<<<<

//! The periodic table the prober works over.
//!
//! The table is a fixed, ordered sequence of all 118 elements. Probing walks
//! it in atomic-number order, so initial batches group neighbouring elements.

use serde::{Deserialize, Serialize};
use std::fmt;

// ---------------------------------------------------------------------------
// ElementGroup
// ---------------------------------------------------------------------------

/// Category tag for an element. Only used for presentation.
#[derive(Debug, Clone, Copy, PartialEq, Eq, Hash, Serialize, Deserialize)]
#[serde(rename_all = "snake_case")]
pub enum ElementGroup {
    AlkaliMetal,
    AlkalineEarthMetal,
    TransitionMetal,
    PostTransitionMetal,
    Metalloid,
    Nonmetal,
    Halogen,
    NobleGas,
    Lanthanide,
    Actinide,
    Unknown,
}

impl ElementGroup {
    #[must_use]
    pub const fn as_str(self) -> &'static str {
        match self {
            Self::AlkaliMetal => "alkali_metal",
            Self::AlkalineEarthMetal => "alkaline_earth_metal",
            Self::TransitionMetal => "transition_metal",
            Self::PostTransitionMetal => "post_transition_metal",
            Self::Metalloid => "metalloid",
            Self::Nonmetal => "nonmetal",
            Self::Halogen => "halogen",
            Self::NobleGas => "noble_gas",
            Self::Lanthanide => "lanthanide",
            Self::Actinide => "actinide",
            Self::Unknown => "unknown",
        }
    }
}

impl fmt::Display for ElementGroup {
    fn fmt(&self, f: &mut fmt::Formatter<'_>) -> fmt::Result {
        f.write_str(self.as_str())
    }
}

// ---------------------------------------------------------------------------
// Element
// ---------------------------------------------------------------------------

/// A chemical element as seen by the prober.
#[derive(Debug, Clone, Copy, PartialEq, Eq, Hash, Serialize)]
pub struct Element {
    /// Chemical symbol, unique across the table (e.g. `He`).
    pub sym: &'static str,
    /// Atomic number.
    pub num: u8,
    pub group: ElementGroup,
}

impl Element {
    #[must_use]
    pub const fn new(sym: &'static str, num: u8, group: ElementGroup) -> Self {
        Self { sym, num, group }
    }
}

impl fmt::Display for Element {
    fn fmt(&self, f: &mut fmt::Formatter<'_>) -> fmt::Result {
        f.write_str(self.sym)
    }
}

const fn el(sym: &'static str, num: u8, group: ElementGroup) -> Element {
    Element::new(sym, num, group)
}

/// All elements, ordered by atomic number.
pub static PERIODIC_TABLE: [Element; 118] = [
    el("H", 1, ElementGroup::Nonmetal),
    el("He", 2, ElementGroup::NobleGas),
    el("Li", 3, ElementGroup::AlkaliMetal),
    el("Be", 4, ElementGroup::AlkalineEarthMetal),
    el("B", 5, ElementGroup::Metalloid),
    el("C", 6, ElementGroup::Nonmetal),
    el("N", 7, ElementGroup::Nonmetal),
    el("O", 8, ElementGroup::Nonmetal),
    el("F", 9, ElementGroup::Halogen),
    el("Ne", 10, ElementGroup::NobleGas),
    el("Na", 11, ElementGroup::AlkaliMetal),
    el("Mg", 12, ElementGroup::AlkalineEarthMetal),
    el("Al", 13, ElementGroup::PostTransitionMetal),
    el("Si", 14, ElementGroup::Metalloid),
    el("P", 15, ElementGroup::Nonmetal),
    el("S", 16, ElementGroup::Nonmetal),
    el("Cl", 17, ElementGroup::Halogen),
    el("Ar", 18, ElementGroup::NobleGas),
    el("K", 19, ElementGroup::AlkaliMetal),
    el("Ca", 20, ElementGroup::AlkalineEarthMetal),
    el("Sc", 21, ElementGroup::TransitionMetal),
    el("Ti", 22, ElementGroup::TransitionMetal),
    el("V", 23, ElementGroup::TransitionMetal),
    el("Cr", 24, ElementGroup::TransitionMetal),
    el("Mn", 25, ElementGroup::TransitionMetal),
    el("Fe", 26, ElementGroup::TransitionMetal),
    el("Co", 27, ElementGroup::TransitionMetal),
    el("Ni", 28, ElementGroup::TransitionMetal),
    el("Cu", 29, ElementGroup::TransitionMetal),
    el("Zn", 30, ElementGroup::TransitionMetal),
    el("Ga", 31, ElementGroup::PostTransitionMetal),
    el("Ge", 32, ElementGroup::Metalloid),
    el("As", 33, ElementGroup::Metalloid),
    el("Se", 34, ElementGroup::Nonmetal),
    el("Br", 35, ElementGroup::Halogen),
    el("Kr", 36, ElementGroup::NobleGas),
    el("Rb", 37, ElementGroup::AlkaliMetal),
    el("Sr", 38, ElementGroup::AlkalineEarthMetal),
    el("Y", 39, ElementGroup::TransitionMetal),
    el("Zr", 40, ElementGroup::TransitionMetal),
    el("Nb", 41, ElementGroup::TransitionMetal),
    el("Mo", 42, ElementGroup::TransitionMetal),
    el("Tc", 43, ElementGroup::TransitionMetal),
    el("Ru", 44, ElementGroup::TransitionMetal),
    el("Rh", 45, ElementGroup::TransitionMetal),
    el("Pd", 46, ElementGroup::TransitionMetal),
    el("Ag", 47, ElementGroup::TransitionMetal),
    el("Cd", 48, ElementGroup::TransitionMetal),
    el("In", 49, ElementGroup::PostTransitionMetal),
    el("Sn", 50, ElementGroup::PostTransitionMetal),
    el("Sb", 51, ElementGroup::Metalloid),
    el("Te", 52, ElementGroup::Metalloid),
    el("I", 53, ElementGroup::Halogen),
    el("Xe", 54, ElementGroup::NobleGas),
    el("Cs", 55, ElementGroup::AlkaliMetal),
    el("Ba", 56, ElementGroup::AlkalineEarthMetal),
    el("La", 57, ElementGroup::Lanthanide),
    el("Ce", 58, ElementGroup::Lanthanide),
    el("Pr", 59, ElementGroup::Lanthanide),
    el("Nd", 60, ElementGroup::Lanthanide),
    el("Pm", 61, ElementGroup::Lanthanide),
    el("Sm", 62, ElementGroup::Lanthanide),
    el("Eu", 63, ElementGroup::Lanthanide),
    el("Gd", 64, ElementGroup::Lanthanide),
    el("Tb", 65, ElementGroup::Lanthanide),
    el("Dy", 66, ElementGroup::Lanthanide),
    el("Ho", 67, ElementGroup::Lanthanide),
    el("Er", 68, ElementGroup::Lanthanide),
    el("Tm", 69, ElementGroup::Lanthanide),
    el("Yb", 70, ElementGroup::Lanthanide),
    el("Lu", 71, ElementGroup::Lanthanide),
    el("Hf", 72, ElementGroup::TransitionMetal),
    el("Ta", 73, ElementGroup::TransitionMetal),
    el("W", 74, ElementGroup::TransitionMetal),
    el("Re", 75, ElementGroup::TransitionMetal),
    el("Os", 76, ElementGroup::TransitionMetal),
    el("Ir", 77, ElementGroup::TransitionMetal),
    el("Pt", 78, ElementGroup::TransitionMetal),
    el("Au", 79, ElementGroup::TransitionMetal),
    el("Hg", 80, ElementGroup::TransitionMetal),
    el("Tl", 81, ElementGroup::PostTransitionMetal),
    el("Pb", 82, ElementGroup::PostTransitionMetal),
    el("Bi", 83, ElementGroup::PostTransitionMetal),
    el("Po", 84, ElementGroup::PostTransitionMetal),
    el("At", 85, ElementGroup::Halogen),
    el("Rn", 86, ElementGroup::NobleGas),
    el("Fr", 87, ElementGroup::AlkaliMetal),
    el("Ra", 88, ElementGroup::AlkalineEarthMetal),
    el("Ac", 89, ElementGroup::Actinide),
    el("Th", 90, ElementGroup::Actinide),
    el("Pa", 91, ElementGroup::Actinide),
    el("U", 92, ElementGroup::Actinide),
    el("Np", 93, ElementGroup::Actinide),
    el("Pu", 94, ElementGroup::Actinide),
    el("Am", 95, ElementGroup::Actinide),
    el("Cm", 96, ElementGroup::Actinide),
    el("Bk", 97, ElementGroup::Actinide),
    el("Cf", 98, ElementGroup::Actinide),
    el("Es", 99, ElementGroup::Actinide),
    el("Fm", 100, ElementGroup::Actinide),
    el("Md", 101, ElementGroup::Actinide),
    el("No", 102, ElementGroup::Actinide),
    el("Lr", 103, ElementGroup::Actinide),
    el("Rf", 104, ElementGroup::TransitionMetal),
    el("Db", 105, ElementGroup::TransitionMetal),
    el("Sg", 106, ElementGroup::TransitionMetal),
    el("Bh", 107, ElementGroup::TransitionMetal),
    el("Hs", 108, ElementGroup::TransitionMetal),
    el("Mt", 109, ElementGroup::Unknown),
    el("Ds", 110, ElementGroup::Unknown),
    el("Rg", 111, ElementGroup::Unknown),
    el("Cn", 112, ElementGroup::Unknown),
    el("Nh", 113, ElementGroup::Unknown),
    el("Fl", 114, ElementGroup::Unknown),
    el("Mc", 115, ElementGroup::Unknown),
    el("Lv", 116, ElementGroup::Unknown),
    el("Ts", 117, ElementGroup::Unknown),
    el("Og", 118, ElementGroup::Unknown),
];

>>>>

ACTIVITY:
From the records above, pick out and copy each line holding the word "prober".

RESULT OF THIS TASK:
//! The periodic table the prober works over.
/// A chemical element as seen by the prober.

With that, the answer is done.